Petitioners rely upon testimony that decedent was cheerful and never spoke of the possibility of his death. The testimony pictures decedent as a man of deep religious faith, studious, reserved and philosophical. His actions impress us as those which might be expected of such a person. His affairs are placed in order by making suitable provision for his children, reserving sufficient property to care for himself and his wife, without disturbing anyone with his own thought of his approaching end.
The petitioners point out that at stated times decedent had made other gifts to his children and that reasons existed for the making of the gifts in question. We do not understand that it is necessary that contemplation of death be the sole cause of the gift; it is sufficient to subject the property to tax if this was the motivating cause. The amounts of the gifts increased as the health of the petitioner became impaired and the gifts in question were the largest he had made at any time. They were approximately one quarter of his entire estate. Good reason for the gifts may have existed; we believe, however, that the evidence supports the statutory presumption that contemplation of death was the motivating cause for such substantial gifts at the time in question.
*231In Spencer Borden, Jr., Executor, 6 B. T. A. 255, we set out wliat we conceived to be the meaning of the phrase “ in contemplation of death.” We have deemed it unnecessary to repeat or enlarge upon what we said there in that regard.
It is urged that the gifts in question may not be subjected to tax under the Revenue Act of 1921, as they were made prior to the passage of that Act. The language of the Act expressly states that gifts made before the passage of the Act are subject to the tax and liability could only be escaped on the ground that such provision is unconstitutional. Petitioners urge that such was the decision in Nichols v. Coolidge, 214 U. S. 531; 6 Am. Fed. Tax Rep. 710. There the court was concerned with the attempt to tax a gift made many years before the enactment of the taxing statute, not in contemplation of death, but surrounded by such conditions that it took effect in possession at death. The court expressly refused to pass upon the situation where a gift was made in contemplation of death.
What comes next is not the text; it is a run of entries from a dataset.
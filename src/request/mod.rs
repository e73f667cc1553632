//! Request Module
//!
//! HTTP fetching glue around the file memoizer: user agents, proxy lookup,
//! failure logging and the cached `request` entry point.

mod agents;
mod client;
mod failure_log;
mod proxy;

pub use agents::UserAgent;
pub use client::{Requester, RequestOptions, ResponseType, CACHE_NAMESPACE};
pub use failure_log::{FailureLog, FailureRecord};
pub use proxy::{read_proxy_line, ProxyResolver, PROXY_LIST_TTL};
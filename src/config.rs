//! Configuration Module
//!
//! Handles loading process-wide request and cache settings from environment variables.

use std::env;
use std::path::PathBuf;

/// Twelve hours, in milliseconds.
pub const DEFAULT_CACHE_MAX_AGE_MS: u64 = 12 * 60 * 60 * 1000;

/// Process-wide settings for the request helper.
///
/// All values can be configured via environment variables with sensible defaults.
#[derive(Debug, Clone, PartialEq)]
pub struct Config {
    /// Directory for cached responses
    pub cache_folder: PathBuf,
    /// Age in milliseconds after which a cached response is refreshed
    pub cache_max_age_ms: u64,
    /// Skip the response cache entirely
    pub cache_disabled: bool,
    /// Production mode: no caching, `wait` delays honored
    pub production: bool,
    /// File listing one proxy URL per line
    pub proxy_file: PathBuf,
    /// Append-only log of failed requests
    pub logs_file: PathBuf,
}

impl Config {
    /// Creates a new Config by loading values from environment variables.
    ///
    /// # Environment Variables
    /// - `CACHE_FOLDER` - Cache directory (default: ./storage/request-cache/)
    /// - `CACHE_MAX_AGE_MS` - Freshness window in ms (default: 12 hours)
    /// - `CACHE_DISABLED` - `true`/`1` disables caching (default: false)
    /// - `APP_ENV` - `production` enables production mode
    /// - `PROXY_FILE` - Proxy list file (default: ./storage/proxy.txt)
    /// - `REQUEST_LOGS_FILE` - Failure log (default: ./storage/request-errors.json)
    pub fn from_env() -> Self {
        let defaults = Self::default();

        Self {
            cache_folder: env::var("CACHE_FOLDER")
                .map(PathBuf::from)
                .unwrap_or(defaults.cache_folder),
            cache_max_age_ms: env::var("CACHE_MAX_AGE_MS")
                .ok()
                .and_then(|v| v.parse().ok())
                .unwrap_or(defaults.cache_max_age_ms),
            cache_disabled: env::var("CACHE_DISABLED")
                .ok()
                .map(|v| parse_flag(&v))
                .unwrap_or(defaults.cache_disabled),
            production: env::var("APP_ENV")
                .map(|v| v.eq_ignore_ascii_case("production"))
                .unwrap_or(defaults.production),
            proxy_file: env::var("PROXY_FILE")
                .map(PathBuf::from)
                .unwrap_or(defaults.proxy_file),
            logs_file: env::var("REQUEST_LOGS_FILE")
                .map(PathBuf::from)
                .unwrap_or(defaults.logs_file),
        }
    }
}

fn parse_flag(value: &str) -> bool {
    matches!(
        value.trim().to_ascii_lowercase().as_str(),
        "1" | "true" | "yes" | "on"
    )
}

impl Default for Config {
    fn default() -> Self {
        Self {
            cache_folder: PathBuf::from("./storage/request-cache/"),
            cache_max_age_ms: DEFAULT_CACHE_MAX_AGE_MS,
            cache_disabled: false,
            production: false,
            proxy_file: PathBuf::from("./storage/proxy.txt"),
            logs_file: PathBuf::from("./storage/request-errors.json"),
        }
    }
}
The motion of the petitioners, made at the hearing, for judgment upon the pleadings upon the authority of that decision, is denied.
The Commissioner refused to allow any deduction for executors’ commissions on the ground that they had not yet been paid or allowed by the court. We had this same question before us in Samuel E. A. Stern, 2 B. T. A. 102, where, after quoting the statute we said:
It does not appear from the above that the amounts are required either to have been allowed by actual order of the court or to have been paid, but merely that they shall be such charges as are proper deductions and as in the ordinary course of the administration of the estate will ultimately be allowed. In case the amount actually expended presents á material variance from the amount “ allowed by the laws of the jurisdiction, * * * under which the estate is being administered,” some question may properly arise as to whether the amount actually expended or the amount lawfully allowable shall be used. It would seem, however, to be the obvious intent of Congress that the determination of the estate, tax should not wait upon the final settlement of the estate and a reduction to absolute certainty of all claims against it.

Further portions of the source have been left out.